ABSTRACT
Resumen Introducción. El virus del Zika (ZIKV) es un flavivirus con envoltura, transmitido a los seres humanos principalmente por el vector Aedes aegypti. La infección por ZIKV se ha asociado con un gran neurotropismo y con efectos neuropáticos, como el síndrome de Guillain-Barré en el adulto y la microcefalia fetal y posnatal, así como con un síndrome de infección congénita similar al producido por el virus de la rubéola (RV). Objetivo. Comparar las estructuras moleculares de la proteína de envoltura E del virus del Zika (E-ZIKV) y de la E1 del virus de la rubéola (E1-RV), y plantear posibles implicaciones en el neurotropismo y en las alteraciones del sistema nervioso asociadas con el ZIKV. Materiales y métodos. La secuencia de aminoácidos de la proteína E-ZIKV (PDB: 5iZ7) se alineó con la de la glucopreteína E1 del virus de la rubéola (PDB: 4ADG). Los elementos de la estructura secundaria se determinaron usando los programas Vector NTI Advance®, DSSP y POSA, así como herramientas de gestión de datos (AlignX®).
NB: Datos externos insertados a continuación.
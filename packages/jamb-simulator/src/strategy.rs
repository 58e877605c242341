//! Automated players for the simulator.
//!
//! A [`Strategy`] sees the whole [`Game`] and answers the decisions a human
//! would make during a turn. The simulator enforces the turn order and only
//! asks questions whose answers the engine will accept.

use std::fmt;
use std::sync::Mutex;

use jamb_engine::domain::rules::NUMBER_OF_DICE;
use jamb_engine::{CellRef, Column, Game};
use rand::prelude::*;

/// Errors that can occur while a strategy decides.
#[derive(Debug)]
pub enum StrategyError {
    /// Strategy encountered an internal error
    Internal(String),
    /// No legal option was offered
    NoOptions(String),
}

impl fmt::Display for StrategyError {
    fn fmt(&self, f: &mut fmt::Formatter<'_>) -> fmt::Result {
        match self {
            StrategyError::Internal(msg) => write!(f, "strategy internal error: {msg}"),
            StrategyError::NoOptions(msg) => write!(f, "strategy has no options: {msg}"),
        }
    }
}

impl std::error::Error for StrategyError {}

pub trait Strategy: Send + Sync {
    fn name(&self) -> &'static str;

    /// Announce a cell right after the first roll, or `None` to play on.
    fn announcement(&self, game: &Game) -> Result<Option<CellRef>, StrategyError>;

    /// Roll again? Only asked while rolls remain.
    fn keep_rolling(&self, game: &Game) -> Result<bool, StrategyError>;

    /// Desired held flag per die before the next roll.
    fn holds(&self, game: &Game) -> Result<[bool; NUMBER_OF_DICE], StrategyError>;

    /// Cell to write; must be one of `game.writable_cells()`.
    fn pick_cell(&self, game: &Game) -> Result<CellRef, StrategyError>;
}

/// Score the current dice would earn in `cell`.
pub fn score_for(game: &Game, cell: CellRef) -> u16 {
    game.snapshot().map_or(0, |s| s.score(cell.category))
}

fn best_cell(game: &Game, cells: &[CellRef]) -> Option<(CellRef, u16)> {
    cells
        .iter()
        .map(|&cell| (cell, score_for(game, cell)))
        // max_by_key keeps the last maximum; reverse so the earliest cell wins ties
        .rev()
        .max_by_key(|&(_, score)| score)
}

/// Takes the highest-scoring cell and stops rolling once it reaches
/// `stop_at`. Announces when the Announcement column already pays that much.
pub struct Greedy {
    stop_at: u16,
}

impl Greedy {
    pub const NAME: &'static str = "Greedy";

    pub fn new(stop_at: u16) -> Self {
        Self { stop_at }
    }
}

impl Default for Greedy {
    fn default() -> Self {
        Self::new(40)
    }
}

impl Strategy for Greedy {
    fn name(&self) -> &'static str {
        Self::NAME
    }

    fn announcement(&self, game: &Game) -> Result<Option<CellRef>, StrategyError> {
        let cells: Vec<CellRef> = game
            .writable_cells()
            .into_iter()
            .filter(|c| c.column == Column::Announcement)
            .collect();
        Ok(best_cell(game, &cells)
            .filter(|&(_, score)| score >= self.stop_at)
            .map(|(cell, _)| cell))
    }

    fn keep_rolling(&self, game: &Game) -> Result<bool, StrategyError> {
        let cells = game.writable_cells();
        Ok(best_cell(game, &cells).is_none_or(|(_, score)| score < self.stop_at))
    }

    /// Hold every die showing the most common face, preferring high faces.
    fn holds(&self, game: &Game) -> Result<[bool; NUMBER_OF_DICE], StrategyError> {
        let values = game.dice().values();
        let mut counts = [0usize; 7];
        for &v in &values {
            counts[usize::from(v)] += 1;
        }
        let keep = (1..=6u8)
            .max_by_key(|&face| (counts[usize::from(face)], face))
            .ok_or_else(|| StrategyError::Internal("no faces".into()))?;
        Ok(values.map(|v| v == keep))
    }

    fn pick_cell(&self, game: &Game) -> Result<CellRef, StrategyError> {
        best_cell(game, &game.writable_cells())
            .map(|(cell, _)| cell)
            .ok_or_else(|| StrategyError::NoOptions("no writable cell".into()))
    }
}

/// Chooses uniformly among legal options.
pub struct RandomStrategy {
    rng: Mutex<StdRng>,
}

impl RandomStrategy {
    pub const NAME: &'static str = "Random";

    /// `None` seeds from system entropy.
    pub fn new(seed: Option<u64>) -> Self {
        let seed = seed.unwrap_or_else(rand::random);
        Self {
            rng: Mutex::new(StdRng::seed_from_u64(seed)),
        }
    }

    fn with_rng<T>(&self, f: impl FnOnce(&mut StdRng) -> T) -> Result<T, StrategyError> {
        let mut rng = self
            .rng
            .lock()
            .map_err(|e| StrategyError::Internal(format!("RNG lock poisoned: {e}")))?;
        Ok(f(&mut rng))
    }
}

impl Strategy for RandomStrategy {
    fn name(&self) -> &'static str {
        Self::NAME
    }

    fn announcement(&self, game: &Game) -> Result<Option<CellRef>, StrategyError> {
        let cells = game.writable_cells();
        self.with_rng(|rng| {
            if rng.random_bool(0.2) {
                cells.choose(rng).copied()
            } else {
                None
            }
        })
    }

    fn keep_rolling(&self, _game: &Game) -> Result<bool, StrategyError> {
        self.with_rng(|rng| rng.random_bool(0.5))
    }

    fn holds(&self, _game: &Game) -> Result<[bool; NUMBER_OF_DICE], StrategyError> {
        self.with_rng(|rng| std::array::from_fn(|_| rng.random_bool(0.5)))
    }

    fn pick_cell(&self, game: &Game) -> Result<CellRef, StrategyError> {
        let cells = game.writable_cells();
        self.with_rng(|rng| cells.choose(rng).copied())?
            .ok_or_else(|| StrategyError::NoOptions("no writable cell".into()))
    }
}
Uno de los criterios principales de comparación y alineación fue la asignación de residuos estructuralmente equivalentes, con más de 70 % de identidad. Resultados. La organización estructural de la proteína E-ZIKV (PDB: 5iZ7) fue similar a la de E1-RV (PDB: 4ADG) (70 a 80 % de identidad), y se observó una correspondencia con la estructura definida para las glucoproteínas de fusión de membrana de clase II de los virus con envoltura. E-ZIKV y E1-RV exhibieron elementos estructurales de fusión muy conservados en la región distal del dominio II, asociados con la unión a los receptores celulares de entrada del virus de la rubéola (glucoproteína de mielina del oligodendrocito, Myelin Oligodendrocyte Glycoprotein, MOG), y con los receptores celulares Axl del ZIKV y de otros flavivirus. Conclusión. La comparación de las proteínas E-ZIKV y E1-RV es un paso necesario hacia la definición de otros factores moleculares determinantes del neurotropismo y la patogenia del ZIKV, el cual puede contribuir a generar estrategias de diagnóstico, prevención y tratamiento de las complicaciones neurológicas inducidas por el ZIKV.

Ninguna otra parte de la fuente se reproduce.